--- PROBLEM TO SOLVE ---
From the records below, work out how many lines contain "crate". Reply with that number alone.

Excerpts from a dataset
###
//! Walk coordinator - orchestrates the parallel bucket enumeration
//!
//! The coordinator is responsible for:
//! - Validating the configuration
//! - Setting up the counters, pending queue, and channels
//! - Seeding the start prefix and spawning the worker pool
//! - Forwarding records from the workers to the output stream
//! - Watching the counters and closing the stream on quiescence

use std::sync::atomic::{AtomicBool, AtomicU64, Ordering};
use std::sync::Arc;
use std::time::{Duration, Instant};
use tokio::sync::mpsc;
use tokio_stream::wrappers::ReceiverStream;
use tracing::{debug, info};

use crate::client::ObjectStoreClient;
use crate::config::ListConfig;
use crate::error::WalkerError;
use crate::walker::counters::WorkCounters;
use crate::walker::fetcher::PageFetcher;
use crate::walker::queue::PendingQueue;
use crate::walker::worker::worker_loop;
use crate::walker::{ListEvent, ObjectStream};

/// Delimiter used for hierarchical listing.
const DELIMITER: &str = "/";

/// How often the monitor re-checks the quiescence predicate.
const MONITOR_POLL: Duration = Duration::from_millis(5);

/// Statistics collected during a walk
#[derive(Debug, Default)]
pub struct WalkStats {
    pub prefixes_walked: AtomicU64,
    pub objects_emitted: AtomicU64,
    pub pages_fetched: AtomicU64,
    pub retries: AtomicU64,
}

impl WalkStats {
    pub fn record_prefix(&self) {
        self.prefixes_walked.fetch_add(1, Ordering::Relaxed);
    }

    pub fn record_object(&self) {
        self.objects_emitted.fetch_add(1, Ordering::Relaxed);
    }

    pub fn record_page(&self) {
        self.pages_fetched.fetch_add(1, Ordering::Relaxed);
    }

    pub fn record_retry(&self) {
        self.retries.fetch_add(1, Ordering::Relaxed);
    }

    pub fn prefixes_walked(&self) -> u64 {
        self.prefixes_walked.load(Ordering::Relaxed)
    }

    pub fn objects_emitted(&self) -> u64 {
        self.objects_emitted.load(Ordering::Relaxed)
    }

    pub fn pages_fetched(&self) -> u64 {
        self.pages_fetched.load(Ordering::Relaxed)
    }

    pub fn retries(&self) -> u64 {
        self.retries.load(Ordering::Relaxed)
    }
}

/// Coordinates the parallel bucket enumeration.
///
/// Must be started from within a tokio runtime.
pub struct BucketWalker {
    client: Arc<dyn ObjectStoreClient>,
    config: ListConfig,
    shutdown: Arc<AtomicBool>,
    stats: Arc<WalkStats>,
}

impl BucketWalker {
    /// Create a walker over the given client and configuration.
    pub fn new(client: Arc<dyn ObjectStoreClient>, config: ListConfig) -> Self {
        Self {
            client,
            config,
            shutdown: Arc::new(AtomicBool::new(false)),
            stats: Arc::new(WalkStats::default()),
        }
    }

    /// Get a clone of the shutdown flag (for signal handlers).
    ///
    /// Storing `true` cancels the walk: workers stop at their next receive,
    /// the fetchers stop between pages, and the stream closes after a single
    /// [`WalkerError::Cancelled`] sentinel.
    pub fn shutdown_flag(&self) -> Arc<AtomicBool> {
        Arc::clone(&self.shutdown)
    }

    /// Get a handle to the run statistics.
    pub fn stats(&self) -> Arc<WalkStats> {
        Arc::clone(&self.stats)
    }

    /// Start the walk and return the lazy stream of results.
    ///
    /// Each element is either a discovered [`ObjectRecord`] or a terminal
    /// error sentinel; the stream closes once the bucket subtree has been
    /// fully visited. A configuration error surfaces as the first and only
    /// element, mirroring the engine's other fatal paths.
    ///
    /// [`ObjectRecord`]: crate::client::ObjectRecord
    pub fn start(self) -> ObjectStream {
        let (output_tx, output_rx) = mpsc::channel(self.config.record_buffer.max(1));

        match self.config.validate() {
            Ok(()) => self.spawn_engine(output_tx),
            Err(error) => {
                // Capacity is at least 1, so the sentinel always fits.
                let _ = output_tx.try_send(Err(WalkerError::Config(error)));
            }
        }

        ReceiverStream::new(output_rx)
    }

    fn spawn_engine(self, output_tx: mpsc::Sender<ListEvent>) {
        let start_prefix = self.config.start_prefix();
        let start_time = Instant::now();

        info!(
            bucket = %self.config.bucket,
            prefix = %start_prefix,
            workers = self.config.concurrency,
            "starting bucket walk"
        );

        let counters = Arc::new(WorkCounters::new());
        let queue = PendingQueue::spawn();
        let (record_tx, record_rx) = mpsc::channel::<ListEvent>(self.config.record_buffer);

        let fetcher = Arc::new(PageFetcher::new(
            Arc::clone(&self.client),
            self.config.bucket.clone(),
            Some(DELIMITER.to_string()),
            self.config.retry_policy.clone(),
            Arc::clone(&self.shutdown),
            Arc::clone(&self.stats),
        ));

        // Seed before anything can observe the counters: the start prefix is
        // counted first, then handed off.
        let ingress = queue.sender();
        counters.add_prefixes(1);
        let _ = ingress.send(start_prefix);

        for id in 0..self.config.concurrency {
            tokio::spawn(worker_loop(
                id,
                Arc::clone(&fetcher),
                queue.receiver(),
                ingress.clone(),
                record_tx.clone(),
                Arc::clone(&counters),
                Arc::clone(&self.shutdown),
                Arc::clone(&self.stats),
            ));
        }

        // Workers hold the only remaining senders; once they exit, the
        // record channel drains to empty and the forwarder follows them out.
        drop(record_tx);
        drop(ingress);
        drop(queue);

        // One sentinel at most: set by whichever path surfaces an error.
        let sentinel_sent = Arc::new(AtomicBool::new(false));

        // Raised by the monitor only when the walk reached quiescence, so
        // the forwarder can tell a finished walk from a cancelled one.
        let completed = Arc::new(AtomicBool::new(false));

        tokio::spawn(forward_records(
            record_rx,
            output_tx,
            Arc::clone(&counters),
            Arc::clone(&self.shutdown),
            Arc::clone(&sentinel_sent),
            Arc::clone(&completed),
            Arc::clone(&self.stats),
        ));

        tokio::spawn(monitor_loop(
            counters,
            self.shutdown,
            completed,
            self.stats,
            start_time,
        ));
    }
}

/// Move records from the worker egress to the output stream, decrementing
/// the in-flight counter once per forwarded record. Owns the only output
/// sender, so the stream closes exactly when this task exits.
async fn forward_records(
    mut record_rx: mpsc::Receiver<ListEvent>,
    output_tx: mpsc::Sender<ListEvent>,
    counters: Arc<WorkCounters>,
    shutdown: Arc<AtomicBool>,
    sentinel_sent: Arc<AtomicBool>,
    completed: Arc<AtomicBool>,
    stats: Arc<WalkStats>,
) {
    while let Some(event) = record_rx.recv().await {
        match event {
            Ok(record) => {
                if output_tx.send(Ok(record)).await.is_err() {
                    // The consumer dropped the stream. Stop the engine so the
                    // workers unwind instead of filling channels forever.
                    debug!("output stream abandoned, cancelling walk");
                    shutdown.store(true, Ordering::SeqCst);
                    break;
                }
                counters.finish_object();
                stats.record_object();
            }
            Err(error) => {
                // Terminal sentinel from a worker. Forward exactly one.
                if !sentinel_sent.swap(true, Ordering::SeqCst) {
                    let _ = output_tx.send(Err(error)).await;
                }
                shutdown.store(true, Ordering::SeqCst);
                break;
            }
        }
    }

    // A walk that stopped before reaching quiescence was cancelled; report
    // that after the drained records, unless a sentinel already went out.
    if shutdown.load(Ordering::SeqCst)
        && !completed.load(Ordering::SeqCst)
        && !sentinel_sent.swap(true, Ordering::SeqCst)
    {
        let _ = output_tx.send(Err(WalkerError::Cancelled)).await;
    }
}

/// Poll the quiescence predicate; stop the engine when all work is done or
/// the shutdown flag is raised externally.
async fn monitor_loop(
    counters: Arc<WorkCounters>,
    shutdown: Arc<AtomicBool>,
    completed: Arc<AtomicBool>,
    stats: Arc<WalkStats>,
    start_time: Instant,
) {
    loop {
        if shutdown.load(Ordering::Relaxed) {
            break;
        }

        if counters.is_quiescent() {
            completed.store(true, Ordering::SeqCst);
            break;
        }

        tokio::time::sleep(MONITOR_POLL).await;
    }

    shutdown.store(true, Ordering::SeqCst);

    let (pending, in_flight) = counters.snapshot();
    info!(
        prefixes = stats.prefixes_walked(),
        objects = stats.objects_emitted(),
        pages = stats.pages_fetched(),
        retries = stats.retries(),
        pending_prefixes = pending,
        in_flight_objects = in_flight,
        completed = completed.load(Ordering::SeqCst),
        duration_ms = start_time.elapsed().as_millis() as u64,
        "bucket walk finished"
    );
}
###
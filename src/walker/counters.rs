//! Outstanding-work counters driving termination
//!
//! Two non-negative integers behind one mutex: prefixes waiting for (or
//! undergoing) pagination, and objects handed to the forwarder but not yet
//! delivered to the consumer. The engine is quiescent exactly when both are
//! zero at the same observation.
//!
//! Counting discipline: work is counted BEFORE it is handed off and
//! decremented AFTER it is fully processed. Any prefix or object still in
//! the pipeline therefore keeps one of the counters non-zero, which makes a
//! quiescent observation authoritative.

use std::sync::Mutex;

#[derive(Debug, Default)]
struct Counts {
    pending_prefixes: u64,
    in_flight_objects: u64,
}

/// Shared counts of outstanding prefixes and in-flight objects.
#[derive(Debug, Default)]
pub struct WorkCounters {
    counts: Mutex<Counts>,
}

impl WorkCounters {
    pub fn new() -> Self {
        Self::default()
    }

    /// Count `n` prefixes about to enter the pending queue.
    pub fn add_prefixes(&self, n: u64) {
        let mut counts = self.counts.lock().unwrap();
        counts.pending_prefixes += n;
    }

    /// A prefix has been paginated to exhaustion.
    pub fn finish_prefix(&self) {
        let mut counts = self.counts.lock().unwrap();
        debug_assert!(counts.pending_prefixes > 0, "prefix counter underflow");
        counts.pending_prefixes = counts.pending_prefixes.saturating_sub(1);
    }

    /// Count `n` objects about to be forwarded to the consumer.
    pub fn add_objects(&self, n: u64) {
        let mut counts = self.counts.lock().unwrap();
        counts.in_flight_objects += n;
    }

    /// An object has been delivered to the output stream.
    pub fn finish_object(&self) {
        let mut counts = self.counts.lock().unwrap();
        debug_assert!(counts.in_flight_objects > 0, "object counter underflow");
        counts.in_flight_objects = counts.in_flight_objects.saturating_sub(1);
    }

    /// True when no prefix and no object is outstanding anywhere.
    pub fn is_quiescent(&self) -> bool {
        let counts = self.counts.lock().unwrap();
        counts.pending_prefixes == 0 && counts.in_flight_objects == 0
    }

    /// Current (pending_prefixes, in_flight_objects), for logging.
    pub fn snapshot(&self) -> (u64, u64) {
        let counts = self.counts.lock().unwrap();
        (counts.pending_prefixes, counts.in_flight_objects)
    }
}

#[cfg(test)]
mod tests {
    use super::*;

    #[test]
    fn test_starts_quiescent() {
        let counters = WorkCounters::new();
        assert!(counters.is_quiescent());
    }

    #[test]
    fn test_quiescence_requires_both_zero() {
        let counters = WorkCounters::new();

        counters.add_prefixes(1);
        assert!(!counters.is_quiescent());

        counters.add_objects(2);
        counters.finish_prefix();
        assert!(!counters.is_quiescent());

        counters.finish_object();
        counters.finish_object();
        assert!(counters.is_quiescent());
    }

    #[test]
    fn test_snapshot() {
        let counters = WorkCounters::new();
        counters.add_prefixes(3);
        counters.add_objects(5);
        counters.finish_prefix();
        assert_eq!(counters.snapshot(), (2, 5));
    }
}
###
--- SOLUTION TO THIS PROBLEM ---
9